The beginning stance of Culture as Symbolic Constructions in Chapter 5: Cultural Studies of Organizations and Communication I found was very insight and enforced the notions of culture as it is supported in organization and communication. I work where the culture of patient care is utmost to the organization. Sometimes the culture represented by the design of the hospitals, departmental postings, instructional protocols, and daily interactions with managers does "induces" me to think that care is above all else. After reading the section, I realize that the use of language by managers does the same in shaping my perception is culture, too. The ways that managers are communicating has me realize that KP values cost (e.g., over emphasis on generics). There is symbolic possibility now that I realize it that the structure to hospital has an influence on patients difficulty in accessing the care they need (e.g., parking is way horrible). KP can have a grand emphasis on care, but are constructing symbols of overemphasizing on budget cuts are swaying employee perceptions. And unfortunately I think organization culture is slow when changing but it when it does it changes everything. This reenforces my suspicion that KP is dealing with this overall economic crisis only by fanning the flames...

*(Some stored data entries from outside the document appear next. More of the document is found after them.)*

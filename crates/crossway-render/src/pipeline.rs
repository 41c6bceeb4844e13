//! Render pipeline setup

use crate::gpu_mesh::Vertex;
use bytemuck::{Pod, Zeroable};
use crossway_core::{Color, Material, Vec3};

/// Per-draw transform uniforms (bind group 0).
///
/// `mvp` and `model` are submitted separately so the fragment stage can
/// light in world space.
#[repr(C)]
#[derive(Copy, Clone, Debug, Pod, Zeroable)]
pub struct TransformUniforms {
    pub mvp: [[f32; 4]; 4],
    pub model: [[f32; 4]; 4],
    pub camera_pos: [f32; 4],
}

impl TransformUniforms {
    pub fn new(mvp: [[f32; 4]; 4], model: [[f32; 4]; 4], camera_pos: [f32; 3]) -> Self {
        Self {
            mvp,
            model,
            camera_pos: [camera_pos[0], camera_pos[1], camera_pos[2], 1.0],
        }
    }
}

/// Per-draw material uniforms (bind group 0, binding 1)
#[repr(C)]
#[derive(Copy, Clone, Debug, Pod, Zeroable)]
pub struct MaterialUniforms {
    pub ambient: [f32; 4],
    pub diffuse: [f32; 4],
    pub specular: [f32; 4],
    pub shininess: f32,
    pub _pad: [f32; 3],
}

impl MaterialUniforms {
    pub fn from_material(material: &Material) -> Self {
        Self {
            ambient: material.ambient.to_array(),
            diffuse: material.diffuse.to_array(),
            specular: material.specular.to_array(),
            shininess: material.shininess,
            _pad: [0.0; 3],
        }
    }
}

/// Scene lighting uniforms (bind group 1)
#[repr(C)]
#[derive(Copy, Clone, Debug, Pod, Zeroable)]
pub struct LightUniforms {
    pub direction: [f32; 4],
    pub directional_color: [f32; 4],
    pub point_position: [f32; 4],
    pub point_color: [f32; 4],
    pub ambient: [f32; 4],
}

/// CPU-side light settings, mutated by input and read each frame
#[derive(Clone, Copy, Debug)]
pub struct LightSettings {
    pub direction: Vec3,
    pub directional_color: Color,
    pub point_position: Vec3,
    pub point_color: Color,
    pub ambient: Color,
}

impl Default for LightSettings {
    fn default() -> Self {
        Self {
            direction: Vec3::new(0.4, 1.0, 0.3),
            directional_color: Color::new(1.0, 0.98, 0.92, 1.0),
            point_position: Vec3::new(0.0, 8.0, 0.0),
            point_color: Color::new(0.3, 0.3, 0.35, 1.0),
            ambient: Color::new(0.18, 0.18, 0.22, 1.0),
        }
    }
}

impl LightSettings {
    pub fn to_uniforms(&self) -> LightUniforms {
        let d = self.direction.normalized();
        LightUniforms {
            direction: [d.x, d.y, d.z, 0.0],
            directional_color: self.directional_color.to_array(),
            point_position: [
                self.point_position.x,
                self.point_position.y,
                self.point_position.z,
                1.0,
            ],
            point_color: self.point_color.to_array(),
            ambient: self.ambient.to_array(),
        }
    }
}

/// The scene render pipeline and its bind group layouts
pub struct ScenePipeline {
    pub pipeline: wgpu::RenderPipeline,
    pub draw_bind_group_layout: wgpu::BindGroupLayout,
    pub light_bind_group_layout: wgpu::BindGroupLayout,
}

impl ScenePipeline {
    pub fn new(device: &wgpu::Device, format: wgpu::TextureFormat) -> Self {
        let shader = device.create_shader_module(wgpu::ShaderModuleDescriptor {
            label: Some("Scene Shader"),
            source: wgpu::ShaderSource::Wgsl(include_str!("shader.wgsl").into()),
        });

        // Bind group 0: per-draw transform + material uniforms
        let draw_bind_group_layout =
            device.create_bind_group_layout(&wgpu::BindGroupLayoutDescriptor {
                entries: &[
                    wgpu::BindGroupLayoutEntry {
                        binding: 0,
                        visibility: wgpu::ShaderStages::VERTEX | wgpu::ShaderStages::FRAGMENT,
                        ty: wgpu::BindingType::Buffer {
                            ty: wgpu::BufferBindingType::Uniform,
                            has_dynamic_offset: false,
                            min_binding_size: None,
                        },
                        count: None,
                    },
                    wgpu::BindGroupLayoutEntry {
                        binding: 1,
                        visibility: wgpu::ShaderStages::FRAGMENT,
                        ty: wgpu::BindingType::Buffer {
                            ty: wgpu::BufferBindingType::Uniform,
                            has_dynamic_offset: false,
                            min_binding_size: None,
                        },
                        count: None,
                    },
                ],
                label: Some("Draw Bind Group Layout"),
            });

        // Bind group 1: scene lights
        let light_bind_group_layout =
            device.create_bind_group_layout(&wgpu::BindGroupLayoutDescriptor {
                entries: &[wgpu::BindGroupLayoutEntry {
                    binding: 0,
                    visibility: wgpu::ShaderStages::FRAGMENT,
                    ty: wgpu::BindingType::Buffer {
                        ty: wgpu::BufferBindingType::Uniform,
                        has_dynamic_offset: false,
                        min_binding_size: None,
                    },
                    count: None,
                }],
                label: Some("Light Bind Group Layout"),
            });

        let pipeline_layout = device.create_pipeline_layout(&wgpu::PipelineLayoutDescriptor {
            label: Some("Scene Pipeline Layout"),
            bind_group_layouts: &[&draw_bind_group_layout, &light_bind_group_layout],
            push_constant_ranges: &[],
        });

        let pipeline = device.create_render_pipeline(&wgpu::RenderPipelineDescriptor {
            label: Some("Scene Render Pipeline"),
            layout: Some(&pipeline_layout),
            vertex: wgpu::VertexState {
                module: &shader,
                entry_point: Some("vs_main"),
                buffers: &[Vertex::desc()],
                compilation_options: Default::default(),
            },
            fragment: Some(wgpu::FragmentState {
                module: &shader,
                entry_point: Some("fs_main"),
                targets: &[Some(wgpu::ColorTargetState {
                    format,
                    blend: Some(wgpu::BlendState::ALPHA_BLENDING),
                    write_mask: wgpu::ColorWrites::ALL,
                })],
                compilation_options: Default::default(),
            }),
            primitive: wgpu::PrimitiveState {
                topology: wgpu::PrimitiveTopology::TriangleList,
                strip_index_format: None,
                front_face: wgpu::FrontFace::Ccw,
                // Hand-authored meshes don't guarantee winding
                cull_mode: None,
                polygon_mode: wgpu::PolygonMode::Fill,
                unclipped_depth: false,
                conservative: false,
            },
            depth_stencil: Some(wgpu::DepthStencilState {
                format: wgpu::TextureFormat::Depth32Float,
                depth_write_enabled: true,
                depth_compare: wgpu::CompareFunction::Less,
                stencil: wgpu::StencilState::default(),
                bias: wgpu::DepthBiasState::default(),
            }),
            multisample: wgpu::MultisampleState::default(),
            multiview: None,
            cache: None,
        });

        Self {
            pipeline,
            draw_bind_group_layout,
            light_bind_group_layout,
        }
    }
}

#[cfg(test)]
mod tests {
    use super::*;

    #[test]
    fn uniform_struct_sizes_match_wgsl_layout() {
        assert_eq!(std::mem::size_of::<TransformUniforms>(), 144);
        assert_eq!(std::mem::size_of::<MaterialUniforms>(), 64);
        assert_eq!(std::mem::size_of::<LightUniforms>(), 80);
    }

    #[test]
    fn light_direction_is_normalized_for_upload() {
        let settings = LightSettings {
            direction: Vec3::new(0.0, 10.0, 0.0),
            ..Default::default()
        };
        let uniforms = settings.to_uniforms();
        assert!((uniforms.direction[1] - 1.0).abs() < 1e-6);
    }
}
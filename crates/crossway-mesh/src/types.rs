//! Parsed mesh data types

/// Flat vertex attribute arrays, one entry per expanded face corner.
///
/// All four arrays are the same length after a successful parse; the
/// loader pads `colors` with the default color if any pass under-produced
/// it.
#[derive(Debug, Clone, Default)]
pub struct MeshData {
    pub positions: Vec<[f32; 3]>,
    pub normals: Vec<[f32; 3]>,
    pub colors: Vec<[f32; 4]>,
    pub uvs: Vec<[f32; 2]>,
}

impl MeshData {
    /// Number of expanded vertices
    pub fn vertex_count(&self) -> usize {
        self.positions.len()
    }

    /// Compute the axis-aligned bounding box of the vertex positions
    pub fn bounds(&self) -> Option<MeshBounds> {
        MeshBounds::from_positions(&self.positions)
    }
}

/// Axis-aligned bounding box computed from vertex positions
#[derive(Debug, Clone, Copy)]
pub struct MeshBounds {
    pub min: [f32; 3],
    pub max: [f32; 3],
}

impl MeshBounds {
    /// Compute bounds from a set of vertex positions
    pub fn from_positions(positions: &[[f32; 3]]) -> Option<Self> {
        if positions.is_empty() {
            return None;
        }
        let mut min = positions[0];
        let mut max = positions[0];
        for p in positions.iter().skip(1) {
            for i in 0..3 {
                if p[i] < min[i] {
                    min[i] = p[i];
                }
                if p[i] > max[i] {
                    max[i] = p[i];
                }
            }
        }
        Some(Self { min, max })
    }

    /// Size along each axis
    pub fn size(&self) -> [f32; 3] {
        [
            self.max[0] - self.min[0],
            self.max[1] - self.min[1],
            self.max[2] - self.min[2],
        ]
    }
}

impl std::fmt::Display for MeshBounds {
    fn fmt(&self, f: &mut std::fmt::Formatter<'_>) -> std::fmt::Result {
        let s = self.size();
        write!(
            f,
            "{:.2} x {:.2} x {:.2} (min [{:.2}, {:.2}, {:.2}], max [{:.2}, {:.2}, {:.2}])",
            s[0], s[1], s[2], self.min[0], self.min[1], self.min[2], self.max[0], self.max[1], self.max[2],
        )
    }
}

[week 2] blog 4: Retrospective sense making and cognition

Karl Weick's theory of retrospective sense making in chapter 4 was very interesting if not just from breaking down our postulate that decision making is think first, act later. It also lays out the cognitive process that occurs when we make sense leading to and from our decisions. This idea, rightly claimed as "counterrational", seems to aim at creating chaos. I've have been taught at an early age and managed at work to always thing before you act. You must assess all the consequences of your actions because repercussions are immediate. But, like a balance with the weight of creativity on one end and constraint on the other, it's up to the individual to balance his actions and his retrospection of it. Creativity is like retrospection untamed by manifestation of action; cognitively I recall my mistakes, but try my best at moving on. The idea that a manager in Weick's world concerns himself with making sure their employees makes sense of their work, seems like a professor/manager or super manager.